Deprem gerçeğiyle yaşayan Türkiye’de yapı güvenliği ve denetimi konuları önem kazandı. Uzmanlar ise deprem riskinin yüksek olduğu İzmir’de, yapı güvenliğinin yalnızca betonarme sistemle değil, doğru zemin mühendisliğiyle mümkün olduğunu dile getirdi. Tanyer Yapı Zemin Grubu Koordinatörü İnşaat Mühendisi Batuhan Tozburun, sağlam bir bina inşa etmek için ilk adımın zemin iyileştirmesi olduğunu vurgulayarak, “Zemin mühendisliğinde yapılacak yatırımlar, hem yapının uzun ömürlü olmasını sağlıyor hem de projenin ekonomik değerini artırıyor” dedi.
“Sağlam zemin olmazsa bina büyük risk altında kalıyor”
Her inşaat projesinin zemin yapısının farklılık gösterdiğini ve bu alanda uzman ve teknik altyapıya sahip firmalarla çalışmanın önemine dikkat çeken Tozburun, “Zemin iyileştirmeleri, projenin toplam maliyetinin yüzde 20 ila 30’unu oluşturuyor. Ancak bu çalışmalar gerektiği gibi yapılmazsa, milyonlarca liralık bir bina büyük risk altında kalıyor. Oysa sağlam zemin, kalan yüzde 70’lik yapısal yatırımın da güvencesi oluyor” diye konuştu.
“Zemin iyileştirmesi binanın değerini artırıyor”
Tozburun, profesyonel yapı firmalarının zemin mühendisliğine öncelik verdiğini ifade ederek, “Zemin iyileştirmeleri, sadece binanın sağlamlığını değil aynı zamanda projenin piyasa değerini de artırır. Depreme karşı dayanıklılık sağlanırken uzun vadeli yatırım avantajı da sunulur” dedi.

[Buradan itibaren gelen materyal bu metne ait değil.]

//! Logged rep events

use std::fmt;

use chrono::{DateTime, Utc};
use serde::{Deserialize, Serialize};

use crate::error::{TrackerError, TrackerResult};

/// A validated, positive rep count
#[derive(Debug, Clone, Copy, PartialEq, Eq, PartialOrd, Ord, Hash, Serialize, Deserialize)]
#[serde(try_from = "u32", into = "u32")]
pub struct Reps(u32);

impl Reps {
    /// Wrap a rep count, rejecting zero
    pub fn new(reps: u32) -> TrackerResult<Self> {
        if reps == 0 {
            return Err(TrackerError::validation("reps must be at least 1"));
        }
        Ok(Self(reps))
    }

    pub fn get(self) -> u32 {
        self.0
    }
}

impl TryFrom<u32> for Reps {
    type Error = TrackerError;

    fn try_from(reps: u32) -> TrackerResult<Self> {
        Self::new(reps)
    }
}

impl From<Reps> for u32 {
    fn from(reps: Reps) -> Self {
        reps.0
    }
}

impl fmt::Display for Reps {
    fn fmt(&self, f: &mut fmt::Formatter<'_>) -> fmt::Result {
        write!(f, "{}", self.0)
    }
}

/// One recorded set of pull-ups
///
/// `id` and `timestamp` are assigned by the store when the entry is appended;
/// entries are never modified afterwards.
#[derive(Debug, Clone, PartialEq, Eq, Serialize, Deserialize)]
pub struct LogEntry {
    pub id: u64,
    pub reps: u32,
    pub timestamp: DateTime<Utc>,
}

impl LogEntry {
    pub(crate) fn new(id: u64, reps: Reps, timestamp: DateTime<Utc>) -> Self {
        Self {
            id,
            reps: reps.get(),
            timestamp,
        }
    }
}
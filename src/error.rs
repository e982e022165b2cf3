//! Error types for the tracker
//!
//! Aggregation never fails; errors only come from input validation, startup
//! configuration, and the coaching collaborator.

/// Errors surfaced by tracker operations
#[derive(Debug, thiserror::Error)]
pub enum TrackerError {
    /// Request input rejected before reaching the store
    #[error("Validation error: {0}")]
    Validation(String),

    /// No coaching provider is configured
    #[error("Coach unavailable: {0}")]
    CoachUnavailable(String),

    /// The coaching provider answered with an error or an unreadable body
    #[error("Coach request failed: {0}")]
    Coach(String),

    /// Transport failure talking to the coaching provider
    #[error("HTTP client error: {0}")]
    Http(#[from] reqwest::Error),

    /// Invalid environment setting
    #[error("Configuration error: {0}")]
    Config(String),
}

impl TrackerError {
    pub fn validation(message: impl Into<String>) -> Self {
        Self::Validation(message.into())
    }

    pub fn config(message: impl Into<String>) -> Self {
        Self::Config(message.into())
    }
}

/// Result type for tracker operations
pub type TrackerResult<T> = Result<T, TrackerError>;
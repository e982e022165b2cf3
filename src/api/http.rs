//! HTTP server setup with Axum

use std::sync::Arc;
use axum::{
    routing::{get, post},
    Router,
};
use tower_http::cors::{Any, CorsLayer};
use tower_http::trace::TraceLayer;

use super::rest::{coach, logs, stats};
use super::websocket::{handler::ws_handler, state::AppState};

/// Create the Axum router with all endpoints
pub fn create_router(state: Arc<AppState>) -> Router {
    // CORS configuration - allow all origins, the dashboard is served elsewhere
    let cors = CorsLayer::new()
        .allow_origin(Any)
        .allow_methods(Any)
        .allow_headers(Any);

    Router::new()
        // WebSocket endpoint
        .route("/ws", get(ws_handler))
        // Health check
        .route("/health", get(health_check))
        // Log
        .route("/api/log", post(logs::create_log))
        .route("/api/logs", get(logs::list_logs))
        // Stats
        .route("/api/stats/today", get(stats::get_today))
        .route("/api/stats/week", get(stats::get_week))
        .route("/api/stats/pr", get(stats::get_personal_record))
        .route("/api/stats/streaks", get(stats::get_streaks))
        .route("/api/stats/goal", get(stats::get_goal))
        .route("/api/stats/progress", get(stats::get_progress))
        // Export and coach
        .route("/api/export", get(coach::get_export))
        .route("/api/send-to-gpt", post(coach::send_to_coach))
        .route("/api/cron-send-daily", get(coach::cron_send_daily))
        .route("/api/fitness-assistant/analyze", post(coach::analyze_workout))
        .route("/api/fitness-assistant/nutrition", post(coach::nutrition_advice))
        .layer(TraceLayer::new_for_http())
        .layer(cors)
        .with_state(state)
}

/// Health check endpoint
async fn health_check() -> &'static str {
    "OK"
}
//! Consecutive-day streaks

use std::collections::BTreeSet;

use chrono::{DateTime, NaiveDate, Utc};

use crate::types::{LogEntry, Streaks};
use crate::utils::time::Calendar;

/// Distinct local days with at least one entry
pub fn active_days(entries: &[LogEntry], calendar: &Calendar) -> BTreeSet<NaiveDate> {
    entries
        .iter()
        .map(|e| calendar.local_date(e.timestamp))
        .collect()
}

/// Days in a row ending at `today`; 0 when today itself is inactive
pub fn current_streak(days: &BTreeSet<NaiveDate>, today: NaiveDate) -> u32 {
    let mut count = 0;
    let mut day = today;
    while days.contains(&day) {
        count += 1;
        match day.pred_opt() {
            Some(previous) => day = previous,
            None => break,
        }
    }
    count
}

/// Longest run of days that each follow the previous by exactly one day
pub fn best_streak(days: &BTreeSet<NaiveDate>) -> u32 {
    let mut best = 0;
    let mut run = 0;
    let mut previous: Option<NaiveDate> = None;

    for &day in days {
        run = match previous {
            Some(p) if (day - p).num_days() == 1 => run + 1,
            _ => 1,
        };
        best = best.max(run);
        previous = Some(day);
    }

    best
}

pub fn streaks(entries: &[LogEntry], calendar: &Calendar, now: DateTime<Utc>) -> Streaks {
    let days = active_days(entries, calendar);
    Streaks {
        current: current_streak(&days, calendar.local_date(now)),
        best: best_streak(&days),
    }
}
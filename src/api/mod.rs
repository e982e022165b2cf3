//! API module for HTTP and WebSocket endpoints
//!
//! This module provides the REST API and WebSocket live updates for the pull-up log.

pub mod http;
pub mod rest;
pub mod websocket;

“İzmir’de zemin kontrolü hayati önem taşıyor”
İzmir’in aktif fay hatları üzerinde yer aldığını hatırlatan Tozburun, “Konut satın alırken sadece bina estetiğine değil zemin yapısına da dikkat edilmesi gerekli. Deprem riski göz önüne alındığında zemin durumu kontrol edilmeden yapılan her yatırım, büyük risk taşıyor” dedi.